> [Problem details]: Scan the data below for lines holding the word "bool", and copy each line found.
◆ ◆ ◆
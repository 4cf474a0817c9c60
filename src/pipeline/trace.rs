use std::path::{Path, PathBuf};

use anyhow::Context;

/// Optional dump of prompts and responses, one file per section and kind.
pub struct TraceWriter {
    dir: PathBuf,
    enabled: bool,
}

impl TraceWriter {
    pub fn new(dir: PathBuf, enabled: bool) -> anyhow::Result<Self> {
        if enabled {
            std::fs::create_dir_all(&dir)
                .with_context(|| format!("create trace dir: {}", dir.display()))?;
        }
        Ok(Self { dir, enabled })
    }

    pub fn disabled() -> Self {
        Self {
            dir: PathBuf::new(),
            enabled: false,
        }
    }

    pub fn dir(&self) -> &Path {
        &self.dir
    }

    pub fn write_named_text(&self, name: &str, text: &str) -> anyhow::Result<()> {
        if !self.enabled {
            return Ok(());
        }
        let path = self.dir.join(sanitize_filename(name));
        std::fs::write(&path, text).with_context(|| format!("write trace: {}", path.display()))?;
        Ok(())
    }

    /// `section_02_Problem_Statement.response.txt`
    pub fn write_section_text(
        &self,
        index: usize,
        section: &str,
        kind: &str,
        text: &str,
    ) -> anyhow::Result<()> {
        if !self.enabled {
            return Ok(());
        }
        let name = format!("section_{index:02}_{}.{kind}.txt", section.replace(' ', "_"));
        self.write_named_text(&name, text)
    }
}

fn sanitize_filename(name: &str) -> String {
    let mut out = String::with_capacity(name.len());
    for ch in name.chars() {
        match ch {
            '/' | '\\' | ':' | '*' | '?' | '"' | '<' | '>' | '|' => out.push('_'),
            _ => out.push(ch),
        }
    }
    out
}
◆ ◆ ◆
> [Your solution]:
    enabled: bool,
    pub fn new(dir: PathBuf, enabled: bool) -> anyhow::Result<Self> {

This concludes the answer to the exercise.